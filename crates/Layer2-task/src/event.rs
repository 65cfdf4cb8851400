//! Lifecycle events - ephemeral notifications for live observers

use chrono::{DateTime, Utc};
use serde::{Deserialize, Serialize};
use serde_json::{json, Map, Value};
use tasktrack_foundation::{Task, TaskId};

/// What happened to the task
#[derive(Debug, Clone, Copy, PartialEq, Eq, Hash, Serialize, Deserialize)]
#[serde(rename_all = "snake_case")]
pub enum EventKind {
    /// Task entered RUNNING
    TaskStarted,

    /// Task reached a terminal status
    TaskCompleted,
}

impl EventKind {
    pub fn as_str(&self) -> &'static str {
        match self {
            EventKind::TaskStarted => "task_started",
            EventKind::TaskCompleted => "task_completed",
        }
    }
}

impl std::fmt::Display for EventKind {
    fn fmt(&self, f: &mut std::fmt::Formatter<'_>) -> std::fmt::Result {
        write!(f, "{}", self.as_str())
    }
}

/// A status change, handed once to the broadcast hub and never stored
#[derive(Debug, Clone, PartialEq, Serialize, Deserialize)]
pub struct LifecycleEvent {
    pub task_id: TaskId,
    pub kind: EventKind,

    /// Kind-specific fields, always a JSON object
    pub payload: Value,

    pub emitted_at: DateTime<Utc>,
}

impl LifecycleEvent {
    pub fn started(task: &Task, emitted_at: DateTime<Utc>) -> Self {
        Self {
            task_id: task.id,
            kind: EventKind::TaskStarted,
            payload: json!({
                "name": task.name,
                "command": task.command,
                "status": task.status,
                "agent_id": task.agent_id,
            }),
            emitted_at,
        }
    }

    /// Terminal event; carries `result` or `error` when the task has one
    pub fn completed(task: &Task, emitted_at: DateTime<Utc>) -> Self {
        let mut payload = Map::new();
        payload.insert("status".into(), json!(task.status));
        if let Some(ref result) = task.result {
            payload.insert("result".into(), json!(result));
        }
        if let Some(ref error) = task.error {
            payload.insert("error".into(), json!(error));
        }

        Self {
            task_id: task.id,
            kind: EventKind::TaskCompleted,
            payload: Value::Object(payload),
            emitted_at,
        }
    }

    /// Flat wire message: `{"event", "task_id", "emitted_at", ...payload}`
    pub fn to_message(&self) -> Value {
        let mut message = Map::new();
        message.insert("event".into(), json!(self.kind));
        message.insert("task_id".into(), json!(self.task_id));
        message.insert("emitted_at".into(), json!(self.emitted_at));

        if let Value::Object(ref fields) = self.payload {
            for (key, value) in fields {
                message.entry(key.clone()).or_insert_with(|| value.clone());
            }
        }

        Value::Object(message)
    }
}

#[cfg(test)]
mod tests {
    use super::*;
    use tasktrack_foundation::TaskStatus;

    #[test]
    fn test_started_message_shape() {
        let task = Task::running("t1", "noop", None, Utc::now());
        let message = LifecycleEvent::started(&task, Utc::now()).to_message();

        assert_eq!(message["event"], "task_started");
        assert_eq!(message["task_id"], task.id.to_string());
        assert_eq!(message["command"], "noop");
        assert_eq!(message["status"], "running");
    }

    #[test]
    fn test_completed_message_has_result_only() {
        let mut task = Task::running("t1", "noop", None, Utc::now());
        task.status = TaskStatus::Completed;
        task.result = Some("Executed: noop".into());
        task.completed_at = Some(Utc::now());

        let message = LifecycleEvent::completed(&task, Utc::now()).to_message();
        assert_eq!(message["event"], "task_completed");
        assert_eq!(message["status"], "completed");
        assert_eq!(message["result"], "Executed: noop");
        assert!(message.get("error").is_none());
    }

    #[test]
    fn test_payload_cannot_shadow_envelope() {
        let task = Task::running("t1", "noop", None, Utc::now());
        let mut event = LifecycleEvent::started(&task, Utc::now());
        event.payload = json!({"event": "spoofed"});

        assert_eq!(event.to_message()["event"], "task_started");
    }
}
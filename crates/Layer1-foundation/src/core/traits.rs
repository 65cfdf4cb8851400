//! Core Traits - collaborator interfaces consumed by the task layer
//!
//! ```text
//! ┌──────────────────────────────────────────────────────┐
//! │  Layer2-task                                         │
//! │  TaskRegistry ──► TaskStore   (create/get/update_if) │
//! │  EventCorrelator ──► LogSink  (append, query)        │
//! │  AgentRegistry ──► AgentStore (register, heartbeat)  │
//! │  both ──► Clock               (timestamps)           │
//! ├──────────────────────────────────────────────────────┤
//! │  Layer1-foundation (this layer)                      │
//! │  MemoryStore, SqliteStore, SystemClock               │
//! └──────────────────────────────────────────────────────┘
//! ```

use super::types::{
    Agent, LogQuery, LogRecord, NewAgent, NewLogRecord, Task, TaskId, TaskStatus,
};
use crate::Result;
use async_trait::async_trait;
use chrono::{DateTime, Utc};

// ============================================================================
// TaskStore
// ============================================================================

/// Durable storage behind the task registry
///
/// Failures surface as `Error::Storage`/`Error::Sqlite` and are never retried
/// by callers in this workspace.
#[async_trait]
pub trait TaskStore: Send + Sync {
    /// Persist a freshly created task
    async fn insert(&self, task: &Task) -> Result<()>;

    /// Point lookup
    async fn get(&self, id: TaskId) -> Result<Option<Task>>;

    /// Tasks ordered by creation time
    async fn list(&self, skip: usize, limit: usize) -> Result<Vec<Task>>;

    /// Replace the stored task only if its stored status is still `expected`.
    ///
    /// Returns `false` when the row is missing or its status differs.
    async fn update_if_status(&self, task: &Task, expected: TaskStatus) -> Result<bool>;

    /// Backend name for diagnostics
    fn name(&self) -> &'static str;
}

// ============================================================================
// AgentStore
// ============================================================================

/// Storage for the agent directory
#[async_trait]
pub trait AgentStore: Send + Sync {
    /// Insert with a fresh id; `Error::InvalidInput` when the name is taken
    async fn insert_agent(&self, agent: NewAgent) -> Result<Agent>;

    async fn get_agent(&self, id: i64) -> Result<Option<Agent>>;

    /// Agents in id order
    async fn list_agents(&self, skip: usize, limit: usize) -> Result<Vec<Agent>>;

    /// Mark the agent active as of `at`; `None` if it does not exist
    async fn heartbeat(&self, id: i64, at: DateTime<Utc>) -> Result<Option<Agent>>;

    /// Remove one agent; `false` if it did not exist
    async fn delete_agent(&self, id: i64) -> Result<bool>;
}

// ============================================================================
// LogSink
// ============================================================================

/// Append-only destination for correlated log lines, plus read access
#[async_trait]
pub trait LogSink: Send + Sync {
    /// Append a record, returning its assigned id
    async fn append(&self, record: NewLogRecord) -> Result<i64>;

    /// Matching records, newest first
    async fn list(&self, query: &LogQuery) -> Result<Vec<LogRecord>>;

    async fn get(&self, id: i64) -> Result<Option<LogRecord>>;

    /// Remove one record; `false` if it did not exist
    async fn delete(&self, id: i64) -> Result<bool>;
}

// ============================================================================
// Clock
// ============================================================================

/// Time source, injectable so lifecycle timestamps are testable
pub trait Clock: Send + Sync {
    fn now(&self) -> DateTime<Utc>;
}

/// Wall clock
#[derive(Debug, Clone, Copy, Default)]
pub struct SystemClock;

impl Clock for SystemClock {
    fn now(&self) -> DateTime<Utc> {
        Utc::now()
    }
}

= = = = =

> Prompt: Retype word for word everything in the listing above from the line that holds "async fn list(&self, skip: usize, limit: usize)" down to the line that holds "pub trait AgentStore: Send". Keep both end lines and leave out the rest.

> Your response:
    async fn list(&self, skip: usize, limit: usize) -> Result<Vec<Task>>;

    /// Replace the stored task only if its stored status is still `expected`.
    ///
    /// Returns `false` when the row is missing or its status differs.
    async fn update_if_status(&self, task: &Task, expected: TaskStatus) -> Result<bool>;

    /// Backend name for diagnostics
    fn name(&self) -> &'static str;
}

// ============================================================================
// AgentStore
// ============================================================================

/// Storage for the agent directory
#[async_trait]
pub trait AgentStore: Send + Sync {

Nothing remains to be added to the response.